▶ **Problem statement**:
Tally the lines below that contain "client" and reply with only the tally.

▶ **Dataset entries**:
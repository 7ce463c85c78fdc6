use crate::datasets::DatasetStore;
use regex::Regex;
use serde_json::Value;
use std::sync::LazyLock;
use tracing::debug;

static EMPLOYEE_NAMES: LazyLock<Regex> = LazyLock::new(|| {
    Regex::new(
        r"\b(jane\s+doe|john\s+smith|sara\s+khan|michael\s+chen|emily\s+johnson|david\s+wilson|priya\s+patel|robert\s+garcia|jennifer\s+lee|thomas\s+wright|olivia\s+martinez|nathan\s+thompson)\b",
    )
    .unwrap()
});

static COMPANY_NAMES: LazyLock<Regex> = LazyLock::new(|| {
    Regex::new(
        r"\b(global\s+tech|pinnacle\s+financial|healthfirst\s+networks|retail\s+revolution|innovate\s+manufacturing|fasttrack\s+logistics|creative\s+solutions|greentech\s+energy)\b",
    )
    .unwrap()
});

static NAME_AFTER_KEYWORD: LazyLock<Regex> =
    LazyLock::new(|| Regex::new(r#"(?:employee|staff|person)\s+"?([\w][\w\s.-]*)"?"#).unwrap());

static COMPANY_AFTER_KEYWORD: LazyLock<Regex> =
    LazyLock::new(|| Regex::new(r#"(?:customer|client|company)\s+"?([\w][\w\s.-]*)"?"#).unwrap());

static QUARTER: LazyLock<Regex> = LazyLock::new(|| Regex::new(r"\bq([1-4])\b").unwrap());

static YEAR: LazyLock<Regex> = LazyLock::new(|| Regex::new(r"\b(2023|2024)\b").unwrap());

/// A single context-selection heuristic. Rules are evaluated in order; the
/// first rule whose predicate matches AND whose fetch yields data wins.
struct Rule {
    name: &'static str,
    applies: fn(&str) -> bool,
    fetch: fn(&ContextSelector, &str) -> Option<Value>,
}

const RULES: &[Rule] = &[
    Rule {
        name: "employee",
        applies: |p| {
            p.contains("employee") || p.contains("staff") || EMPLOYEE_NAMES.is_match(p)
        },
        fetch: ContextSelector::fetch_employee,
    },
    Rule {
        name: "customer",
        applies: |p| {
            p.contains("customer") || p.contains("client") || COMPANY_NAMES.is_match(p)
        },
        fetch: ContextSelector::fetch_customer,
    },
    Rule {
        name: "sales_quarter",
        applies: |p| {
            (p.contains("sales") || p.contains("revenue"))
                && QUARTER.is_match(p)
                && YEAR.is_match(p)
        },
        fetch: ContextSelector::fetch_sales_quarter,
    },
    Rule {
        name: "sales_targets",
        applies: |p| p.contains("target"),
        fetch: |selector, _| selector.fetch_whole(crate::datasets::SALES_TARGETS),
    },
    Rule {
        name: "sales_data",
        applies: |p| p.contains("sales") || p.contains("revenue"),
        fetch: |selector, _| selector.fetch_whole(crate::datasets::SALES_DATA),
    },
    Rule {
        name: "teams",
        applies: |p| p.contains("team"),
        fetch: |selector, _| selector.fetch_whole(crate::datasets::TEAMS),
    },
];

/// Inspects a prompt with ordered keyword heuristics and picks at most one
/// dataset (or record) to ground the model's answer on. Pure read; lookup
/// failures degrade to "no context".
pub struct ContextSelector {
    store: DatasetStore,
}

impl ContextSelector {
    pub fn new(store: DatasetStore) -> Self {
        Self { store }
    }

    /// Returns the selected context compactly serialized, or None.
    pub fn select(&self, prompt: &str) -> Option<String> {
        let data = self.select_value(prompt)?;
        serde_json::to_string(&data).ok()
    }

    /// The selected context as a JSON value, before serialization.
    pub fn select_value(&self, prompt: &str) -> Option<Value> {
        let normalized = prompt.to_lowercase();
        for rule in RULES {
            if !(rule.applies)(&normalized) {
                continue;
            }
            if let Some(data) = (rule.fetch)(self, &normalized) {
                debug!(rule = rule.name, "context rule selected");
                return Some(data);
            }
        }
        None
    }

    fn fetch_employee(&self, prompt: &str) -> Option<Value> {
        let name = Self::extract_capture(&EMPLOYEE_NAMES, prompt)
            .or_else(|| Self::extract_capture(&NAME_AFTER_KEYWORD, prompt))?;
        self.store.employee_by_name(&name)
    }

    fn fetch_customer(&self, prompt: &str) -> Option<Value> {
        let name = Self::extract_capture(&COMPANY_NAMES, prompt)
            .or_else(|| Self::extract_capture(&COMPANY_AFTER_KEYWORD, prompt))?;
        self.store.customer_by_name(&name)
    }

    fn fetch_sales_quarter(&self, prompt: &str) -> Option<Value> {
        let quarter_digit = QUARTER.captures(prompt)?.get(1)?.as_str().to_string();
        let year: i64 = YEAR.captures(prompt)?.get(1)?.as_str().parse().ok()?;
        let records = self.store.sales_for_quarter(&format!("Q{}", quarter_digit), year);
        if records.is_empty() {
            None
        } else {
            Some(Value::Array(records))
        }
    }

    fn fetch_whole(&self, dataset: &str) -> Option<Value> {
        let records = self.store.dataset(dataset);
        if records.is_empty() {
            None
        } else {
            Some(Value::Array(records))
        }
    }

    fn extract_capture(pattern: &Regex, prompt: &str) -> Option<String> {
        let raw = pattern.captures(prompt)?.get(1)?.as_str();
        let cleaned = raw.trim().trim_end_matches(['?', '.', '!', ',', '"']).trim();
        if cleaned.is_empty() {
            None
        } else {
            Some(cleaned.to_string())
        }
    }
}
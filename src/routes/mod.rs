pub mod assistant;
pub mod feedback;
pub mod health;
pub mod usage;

▶ **Expected output**:
2